Stored data:
----
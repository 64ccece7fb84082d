//! Handles configuration for the server, typically pulling from structured environment variables.

use std::{collections::HashMap, net::Ipv4Addr, num::NonZeroUsize};

use numerology::VariationPolicy;

use crate::{ServerError, ServerResult};

/// Longest text, in characters, accepted when `CALCULATION__MAX_TEXT_LENGTH` is not set.
pub const DEFAULT_MAX_TEXT_LENGTH: NonZeroUsize = match NonZeroUsize::new(10_000) {
    Some(n) => n,
    None => unreachable!(),
};

/// The main configuration struct for the server.
#[derive(Debug)]
pub struct Config {
    /// Configuration for the server module.
    pub server: ServerConfig,
    /// Configuration for request validation and the calculator.
    pub calculation: CalculationConfig,
    /// Configuration for trace export.
    pub tracing: TracingConfig,
}

impl Config {
    /// Constructs a `Config` instance by loading settings from a hashmap of environment variables.
    ///
    /// # Errors
    /// Returns a `ServerError` if any required environment variable is missing or invalid.
    ///
    /// # Examples
    /// ```rust,ignore
    /// let env = std::env::vars().collect::<HashMap<String, String>>();
    /// let config = Config::from_env(&env).expect("Failed to load configuration");
    /// println!("Server is running on {}:{}", config.server.host, config.server.port);
    /// ```
    pub fn from_env(env: &HashMap<String, String>) -> ServerResult<Self> {
        Ok(Self {
            server: ServerConfig::from_env(env)?,
            calculation: CalculationConfig::from_env(env)?,
            tracing: TracingConfig::from_env(env),
        })
    }
}

/// Returns the value of `key` when it is present and non-empty.
fn non_empty<'a>(env: &'a HashMap<String, String>, key: &str) -> Option<&'a str> {
    env.get(key)
        .map(String::as_str)
        .filter(|value| !value.is_empty())
}

/// Returns the value of `key`, failing with [`ServerError::MissingEnvVar`] when absent or empty.
fn required<'a>(env: &'a HashMap<String, String>, key: &'static str) -> ServerResult<&'a str> {
    non_empty(env, key).ok_or(ServerError::MissingEnvVar(key))
}

/// Configuration specific to the global server module.
#[derive(Debug)]
pub struct ServerConfig {
    /// The host to bind the server to.
    pub host: Ipv4Addr,
    /// The port to bind the server to.
    pub port: u16,
}

impl ServerConfig {
    /// Constructs a `ServerConfig` instance by loading `SERVER__HOST` and `SERVER__PORT` from a provided HashMap.
    ///
    /// # Errors
    /// Returns a `ServerError` if any of the required environment variables are missing or invalid.
    pub fn from_env(env: &HashMap<String, String>) -> ServerResult<Self> {
        let raw_host = required(env, "SERVER__HOST")?;
        let host = raw_host.parse::<Ipv4Addr>().map_err(|e| {
            ServerError::InvalidEnvVar("SERVER__HOST", raw_host.to_string(), e.to_string())
        })?;

        let raw_port = required(env, "SERVER__PORT")?;
        let port = raw_port.parse::<u16>().map_err(|e| {
            ServerError::InvalidEnvVar("SERVER__PORT", raw_port.to_string(), e.to_string())
        })?;

        Ok(Self { host, port })
    }
}

/// Configuration for request validation and how alternate Ebced totals are derived.
#[derive(Debug)]
pub struct CalculationConfig {
    /// Longest text, counted in characters, that the API will accept.
    pub max_text_length: NonZeroUsize,
    /// Which derivation the calculator uses for the alternate Arabic totals.
    pub variation_policy: VariationPolicy,
}

impl CalculationConfig {
    /// Constructs a `CalculationConfig` from the following optional environment variables:
    ///
    /// - `CALCULATION__MAX_TEXT_LENGTH`: a non-zero character count, defaults to 10000.
    /// - `CALCULATION__VARIATION_POLICY`: `letter-tables` (default) or `classic`.
    ///
    /// # Errors
    /// Returns a `ServerError::InvalidEnvVar` if a value is present but cannot be parsed.
    pub fn from_env(env: &HashMap<String, String>) -> ServerResult<Self> {
        let max_text_length = match non_empty(env, "CALCULATION__MAX_TEXT_LENGTH") {
            None => DEFAULT_MAX_TEXT_LENGTH,
            Some(raw) => raw
                .parse::<usize>()
                .map_err(|e| {
                    ServerError::InvalidEnvVar(
                        "CALCULATION__MAX_TEXT_LENGTH",
                        raw.to_string(),
                        e.to_string(),
                    )
                })?
                .try_into()
                .map_err(|_| {
                    ServerError::InvalidEnvVar(
                        "CALCULATION__MAX_TEXT_LENGTH",
                        raw.to_string(),
                        "Length must be non-zero".to_string(),
                    )
                })?,
        };

        let variation_policy = match non_empty(env, "CALCULATION__VARIATION_POLICY") {
            None => VariationPolicy::default(),
            Some(raw) => raw.parse::<VariationPolicy>().map_err(|e| {
                ServerError::InvalidEnvVar(
                    "CALCULATION__VARIATION_POLICY",
                    raw.to_string(),
                    e.to_string(),
                )
            })?,
        };

        Ok(Self {
            max_text_length,
            variation_policy,
        })
    }
}

/// Configuration for exporting traces over OTLP.
#[derive(Debug, Default)]
pub struct TracingConfig {
    /// Collector endpoint, e.g. `http://localhost:4317`. Export is disabled when unset.
    pub otlp_endpoint: Option<String>,
}

impl TracingConfig {
    /// Reads the standard `OTEL_EXPORTER_OTLP_ENDPOINT` variable.
    #[must_use]
    pub fn from_env(env: &HashMap<String, String>) -> Self {
        Self {
            otlp_endpoint: non_empty(env, "OTEL_EXPORTER_OTLP_ENDPOINT").map(str::to_string),
        }
    }
}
----
▶ INSTRUCTIONS TO FOLLOW: Your answer should be a single number: the count of lines in the data that include the word "InvalidEnvVar".

▶ SOLUTION BELOW: 6